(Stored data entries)
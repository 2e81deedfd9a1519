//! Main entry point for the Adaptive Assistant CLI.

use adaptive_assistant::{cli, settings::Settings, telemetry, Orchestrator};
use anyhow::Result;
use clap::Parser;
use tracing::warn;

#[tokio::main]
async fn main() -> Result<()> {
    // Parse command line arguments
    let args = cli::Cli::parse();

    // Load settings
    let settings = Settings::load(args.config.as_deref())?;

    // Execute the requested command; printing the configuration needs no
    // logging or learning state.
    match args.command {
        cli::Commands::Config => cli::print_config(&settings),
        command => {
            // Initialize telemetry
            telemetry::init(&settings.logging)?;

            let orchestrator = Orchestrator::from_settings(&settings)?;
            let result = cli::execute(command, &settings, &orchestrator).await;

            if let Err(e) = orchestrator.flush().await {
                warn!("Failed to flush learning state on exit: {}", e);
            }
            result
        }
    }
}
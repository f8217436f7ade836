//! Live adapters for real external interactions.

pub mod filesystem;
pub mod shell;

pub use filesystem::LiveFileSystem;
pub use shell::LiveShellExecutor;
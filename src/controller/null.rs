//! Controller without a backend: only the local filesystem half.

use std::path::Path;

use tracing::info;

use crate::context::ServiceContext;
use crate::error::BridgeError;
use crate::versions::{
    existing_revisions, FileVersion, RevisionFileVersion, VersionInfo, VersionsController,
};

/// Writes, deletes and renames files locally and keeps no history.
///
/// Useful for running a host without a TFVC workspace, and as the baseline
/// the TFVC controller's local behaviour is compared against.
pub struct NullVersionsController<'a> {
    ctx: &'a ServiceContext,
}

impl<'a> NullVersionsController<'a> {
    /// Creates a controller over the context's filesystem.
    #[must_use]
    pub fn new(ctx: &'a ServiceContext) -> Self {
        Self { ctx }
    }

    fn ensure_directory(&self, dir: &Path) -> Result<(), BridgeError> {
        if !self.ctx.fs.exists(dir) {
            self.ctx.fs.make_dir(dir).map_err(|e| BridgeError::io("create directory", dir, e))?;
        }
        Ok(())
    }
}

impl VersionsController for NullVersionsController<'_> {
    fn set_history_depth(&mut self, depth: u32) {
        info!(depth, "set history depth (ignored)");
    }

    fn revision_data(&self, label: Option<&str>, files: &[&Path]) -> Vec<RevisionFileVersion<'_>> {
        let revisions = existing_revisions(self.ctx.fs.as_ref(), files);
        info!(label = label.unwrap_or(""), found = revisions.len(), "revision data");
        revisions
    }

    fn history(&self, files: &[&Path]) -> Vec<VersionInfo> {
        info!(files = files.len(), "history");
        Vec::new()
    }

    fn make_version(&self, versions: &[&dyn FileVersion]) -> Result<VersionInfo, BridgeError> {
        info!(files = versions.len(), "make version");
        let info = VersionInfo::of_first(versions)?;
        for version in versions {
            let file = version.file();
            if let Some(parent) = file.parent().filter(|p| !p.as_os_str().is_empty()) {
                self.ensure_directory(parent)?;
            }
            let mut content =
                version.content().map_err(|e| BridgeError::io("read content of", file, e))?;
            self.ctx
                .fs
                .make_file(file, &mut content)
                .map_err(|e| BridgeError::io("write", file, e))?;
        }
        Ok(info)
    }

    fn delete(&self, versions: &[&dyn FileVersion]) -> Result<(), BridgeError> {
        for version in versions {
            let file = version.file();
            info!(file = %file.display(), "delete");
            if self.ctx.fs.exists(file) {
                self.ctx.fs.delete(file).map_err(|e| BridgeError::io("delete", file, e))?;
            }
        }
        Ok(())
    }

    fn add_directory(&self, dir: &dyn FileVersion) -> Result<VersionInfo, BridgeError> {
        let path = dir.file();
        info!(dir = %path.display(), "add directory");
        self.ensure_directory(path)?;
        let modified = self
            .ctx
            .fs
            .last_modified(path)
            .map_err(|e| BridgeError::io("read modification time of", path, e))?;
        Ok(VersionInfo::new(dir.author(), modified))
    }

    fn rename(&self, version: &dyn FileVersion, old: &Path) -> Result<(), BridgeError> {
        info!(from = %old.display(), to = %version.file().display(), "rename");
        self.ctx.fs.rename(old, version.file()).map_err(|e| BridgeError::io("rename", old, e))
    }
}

--

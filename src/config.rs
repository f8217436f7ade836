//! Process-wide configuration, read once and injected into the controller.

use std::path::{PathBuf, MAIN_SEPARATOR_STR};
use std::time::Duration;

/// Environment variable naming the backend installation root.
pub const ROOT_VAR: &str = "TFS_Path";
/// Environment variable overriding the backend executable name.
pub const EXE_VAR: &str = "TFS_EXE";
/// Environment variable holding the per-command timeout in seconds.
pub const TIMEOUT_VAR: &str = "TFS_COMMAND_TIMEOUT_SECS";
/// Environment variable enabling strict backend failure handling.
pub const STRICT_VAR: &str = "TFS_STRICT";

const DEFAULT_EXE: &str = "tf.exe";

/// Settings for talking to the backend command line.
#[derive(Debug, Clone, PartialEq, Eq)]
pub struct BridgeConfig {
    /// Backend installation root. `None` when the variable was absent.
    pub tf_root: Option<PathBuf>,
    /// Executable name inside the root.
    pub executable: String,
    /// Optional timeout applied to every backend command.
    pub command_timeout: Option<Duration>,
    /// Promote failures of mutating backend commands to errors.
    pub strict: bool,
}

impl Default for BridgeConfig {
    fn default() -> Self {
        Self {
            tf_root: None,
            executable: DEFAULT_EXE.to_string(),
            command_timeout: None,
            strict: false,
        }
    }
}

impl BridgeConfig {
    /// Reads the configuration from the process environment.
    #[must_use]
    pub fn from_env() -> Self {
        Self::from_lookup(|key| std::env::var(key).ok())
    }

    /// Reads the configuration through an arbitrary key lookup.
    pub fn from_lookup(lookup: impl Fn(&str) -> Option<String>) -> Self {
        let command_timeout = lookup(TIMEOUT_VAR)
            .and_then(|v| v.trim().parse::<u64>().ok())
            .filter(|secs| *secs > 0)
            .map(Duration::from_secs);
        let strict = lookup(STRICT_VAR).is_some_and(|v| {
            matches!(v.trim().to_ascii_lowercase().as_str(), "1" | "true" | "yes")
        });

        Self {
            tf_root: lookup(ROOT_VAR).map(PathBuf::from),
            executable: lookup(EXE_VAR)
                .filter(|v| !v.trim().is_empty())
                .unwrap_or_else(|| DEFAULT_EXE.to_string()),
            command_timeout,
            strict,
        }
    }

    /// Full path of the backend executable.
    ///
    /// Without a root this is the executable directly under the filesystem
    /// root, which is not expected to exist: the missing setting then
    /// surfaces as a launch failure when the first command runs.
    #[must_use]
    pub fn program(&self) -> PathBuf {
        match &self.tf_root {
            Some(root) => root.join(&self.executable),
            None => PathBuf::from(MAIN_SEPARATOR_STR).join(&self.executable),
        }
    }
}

[What to work on]: From the entries above, show each line that includes the string "filesystem".

[Answer box]:
pub mod filesystem;
pub use filesystem::LiveFileSystem;
//! Controller without a backend: only the local filesystem half.
    /// Creates a controller over the context's filesystem.
    /// Without a root this is the executable directly under the filesystem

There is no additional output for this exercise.